Pam Bates: Yeah, I would just say that I agree with everything that's been said, and what we find is that it's important to have those short-term goals, but the key is to have the long-term goals. We're so grateful for the tool that the Federal Reserve Bank of Atlanta is producing because it allows us to look at things three to five years out and project where those cliffs are going to occur, and our organization is able to then lay out for the family, over the next three to five years, these are the resources you're going to need to access.
We're able to offer housing subsidies as well as childcare subsidies. We offer food market subsidies. So when they know that even though they're going to see a reduction in benefits, we're going to be able to help fill that gap, they can make those choices now to know, as you proceed in education, even though your income is going to go down, there's going to be a support system there for you. And I think Carlis said it in her comments, that hope is key and encouragement is essential, and I think that's what we, as organizations, can provide is just that hope and that encouragement that someone is going to walk with you. Michele said it best: We have to make a long-term commitment if we want to see families be able to progress toward thriving.

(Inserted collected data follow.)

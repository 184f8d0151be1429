//! Scheduled ingestion job and administrative operations

use crate::pipeline::{IngestionPipeline, RunReport};
use crate::progress::ProgressTracker;
use crate::resolver::QualificationResolver;
use crate::schedule::RefreshSchedule;
use crate::signature::{apply_qualifications, collect_signature_qualifications};
use crate::skills::{sync_skills, SkillsLimits, SkillsSyncReport};
use chrono::Utc;
use podium_core::{
    Checkpoint, Grade, IngestConfig, IngestError, QualificationStatus, Timestamp, UpsertPolicy,
};
use podium_remote::{HttpTransport, RemoteClient, ReqwestTransport};
use podium_storage::StorageTrait;
use std::sync::Arc;
use tokio::sync::watch;

/// How a job invocation should treat the schedule and the checkpoint.
#[derive(Debug, Clone, Copy, PartialEq, Eq)]
pub struct RunOptions {
    /// Run even if the last full run is recent.
    pub force: bool,
    /// Resume from an existing checkpoint.
    pub resume: bool,
}

impl Default for RunOptions {
    fn default() -> Self {
        Self {
            force: false,
            resume: true,
        }
    }
}

/// What one full run did.
#[derive(Debug, Clone, PartialEq, Eq)]
pub struct JobReport {
    pub skills: Vec<(Grade, SkillsSyncReport)>,
    pub signature_qualified: usize,
    pub run: RunReport,
    pub finished_at: Timestamp,
}

#[derive(Debug, Clone, PartialEq, Eq)]
pub enum JobOutcome {
    /// The last full run is recent enough.
    NotDue { last_update: Option<Timestamp> },
    Completed(JobReport),
}

/// Snapshot for the `status` command.
#[derive(Debug, Clone, PartialEq, Eq)]
pub struct JobStatus {
    pub checkpoint: Option<Checkpoint>,
    pub last_update: Option<Timestamp>,
}

/// Skills sync, Signature sweep and the qualification pipeline, run as one
/// unit and gated by the metadata timestamp.
pub struct IngestJob<S, T = ReqwestTransport> {
    config: IngestConfig,
    storage: Arc<S>,
    client: Arc<RemoteClient<T>>,
    schedule: RefreshSchedule,
    shutdown: watch::Receiver<bool>,
}

impl<S, T> IngestJob<S, T>
where
    S: StorageTrait,
    T: HttpTransport,
{
    pub fn new(config: IngestConfig, storage: Arc<S>, client: Arc<RemoteClient<T>>) -> Self {
        let schedule = RefreshSchedule::from_config(&config);
        let (_, shutdown) = watch::channel(false);
        Self {
            config,
            storage,
            client,
            schedule,
            shutdown,
        }
    }

    pub fn with_shutdown(mut self, shutdown: watch::Receiver<bool>) -> Self {
        self.shutdown = shutdown;
        self
    }

    pub fn storage(&self) -> &S {
        &self.storage
    }

    fn interrupted(&self) -> bool {
        *self.shutdown.borrow()
    }

    /// Run the full ingestion if it is due, forced, or left unfinished.
    ///
    /// The metadata timestamp is written only after the pipeline completes.
    /// A readable checkpoint from an interrupted run makes the job due
    /// regardless of the schedule, and the run picks up where it stopped.
    pub async fn run(&self, options: RunOptions) -> Result<JobOutcome, IngestError> {
        let pending = if options.resume {
            self.pending_checkpoint()
        } else {
            None
        };
        let resuming = pending.is_some();

        let last_update = self.storage.metadata_last_update()?;
        if !options.force && !resuming && !self.schedule.is_due(last_update, Utc::now()) {
            tracing::info!(last_update = ?last_update, "Full refresh not due; skipping");
            return Ok(JobOutcome::NotDue { last_update });
        }
        if let Some(checkpoint) = &pending {
            tracing::info!(
                resume_index = checkpoint.resume_index(),
                total = checkpoint.total_teams,
                "Unfinished run found; resuming qualification pass"
            );
        }
        let mut skills = Vec::new();
        let mut signature_qualified = 0;

        // A resumed run picks up the qualification pass where it stopped.
        if !resuming {
            let limits = SkillsLimits::from_config(&self.config);
            for grade in self.skills_grades() {
                if self.interrupted() {
                    return Err(IngestError::Interrupted {
                        last_committed_index: None,
                    });
                }
                let report = sync_skills(&self.client, self.storage.as_ref(), &grade, &limits).await?;
                skills.push((grade, report));
            }

            if self.interrupted() {
                return Err(IngestError::Interrupted {
                    last_committed_index: None,
                });
            }
            let qualifications = collect_signature_qualifications(&self.client).await;
            signature_qualified = apply_qualifications(self.storage.as_ref(), &qualifications)?;
            tracing::info!(teams = signature_qualified, "Applied Signature event qualifications");
        }

        let mut resolver = QualificationResolver::new(Arc::clone(&self.client));
        if let Some(event_id) = self.config.worlds_event_id {
            resolver.load_prequalified(event_id).await;
        }

        let teams = self.storage.team_ids(&self.config.team_filter)?;
        let mut pipeline = IngestionPipeline::new(
            Arc::clone(&self.storage),
            Arc::new(resolver),
            ProgressTracker::from_config(&self.config),
            self.config.commit_interval,
        )
        .with_shutdown(self.shutdown.clone());
        let run = pipeline.run(&teams, options.resume).await?;

        let finished_at = Utc::now();
        let mut session = self.storage.session();
        session.set_metadata_last_update(finished_at)?;
        session.commit()?;

        Ok(JobOutcome::Completed(JobReport {
            skills,
            signature_qualified,
            run,
            finished_at,
        }))
    }

    /// The checkpoint left by an unfinished run. An unreadable file counts as
    /// no checkpoint, so the run starts over with every step.
    fn pending_checkpoint(&self) -> Option<Checkpoint> {
        match ProgressTracker::load(&self.config.checkpoint_path) {
            Ok(checkpoint) => checkpoint,
            Err(e) => {
                tracing::warn!(error = %e, "Ignoring unreadable checkpoint; running every step");
                None
            }
        }
    }

    fn skills_grades(&self) -> Vec<Grade> {
        match &self.config.team_filter.grade {
            Some(grade) => vec![grade.clone()],
            None => vec![Grade::MiddleSchool, Grade::HighSchool],
        }
    }

    /// Overwrite a team's status, bypassing the monotonic rule.
    pub fn correct_qualification(
        &self,
        number: &str,
        status: QualificationStatus,
    ) -> Result<QualificationStatus, IngestError> {
        let team_id = self
            .storage
            .team_id_by_number(number)?
            .ok_or_else(|| IngestError::TeamNotFound {
                number: number.to_string(),
            })?;

        let mut session = self.storage.session();
        let previous = session.qualification(team_id)?;
        let stored = session.upsert_qualification(team_id, status, UpsertPolicy::Unconditional)?;
        session.commit()?;

        tracing::info!(
            number,
            team_id = %team_id,
            previous = ?previous,
            status = %stored,
            "Qualification corrected"
        );
        Ok(stored)
    }

    pub fn status(&self) -> Result<JobStatus, IngestError> {
        Ok(JobStatus {
            checkpoint: ProgressTracker::load(&self.config.checkpoint_path)?,
            last_update: self.storage.metadata_last_update()?,
        })
    }
}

Jeffrey Fredericks: Thank you, Pam. The shepherding, and the tour guide, travel agent and things like that its important, because how we understand the problem—and the attempt today was to try to broaden the window through which we see the challenge—how we talk about things matter. And Richard, I'm going to ask you to kick off our response to our final question, which is: Reflecting on what we've heard today and your hands-on experience, how might we better frame discussions of the safety net, benefits cliffs, economic mobility, and strengthening community in order to forge more productive legislation and policy that promotes self-sufficiency and ultimately disrupts intergenerational poverty?
Richard Barr: Sir, I appreciate it. Like I said, I like to make things simple, no matter who I'm talking to, whether I'm talking to a first grader or a five-year senator. One thing everybody understands is the concept of what a cliff is. A cliff is a place where either you're going to hit a point where you're going to go up or you're going to fall off. How do we actually frame that into a conversation for both sides? So on one side where you have participants, this is what you, this is where you will end up if you do not move. On the other side, you have legislators that, if we do not make this investment, this is where we [inaudible]. So, stagnation will occur on both sides. You won't have a progressive economy, and you'll have stagnated people. And so what will you get? Everybody's in the ravine any way you look at. The question is when you hit a cliff, what is—many of y'all may have seen this, the tight rope thing where somebody walks from one side of the mountain to the other.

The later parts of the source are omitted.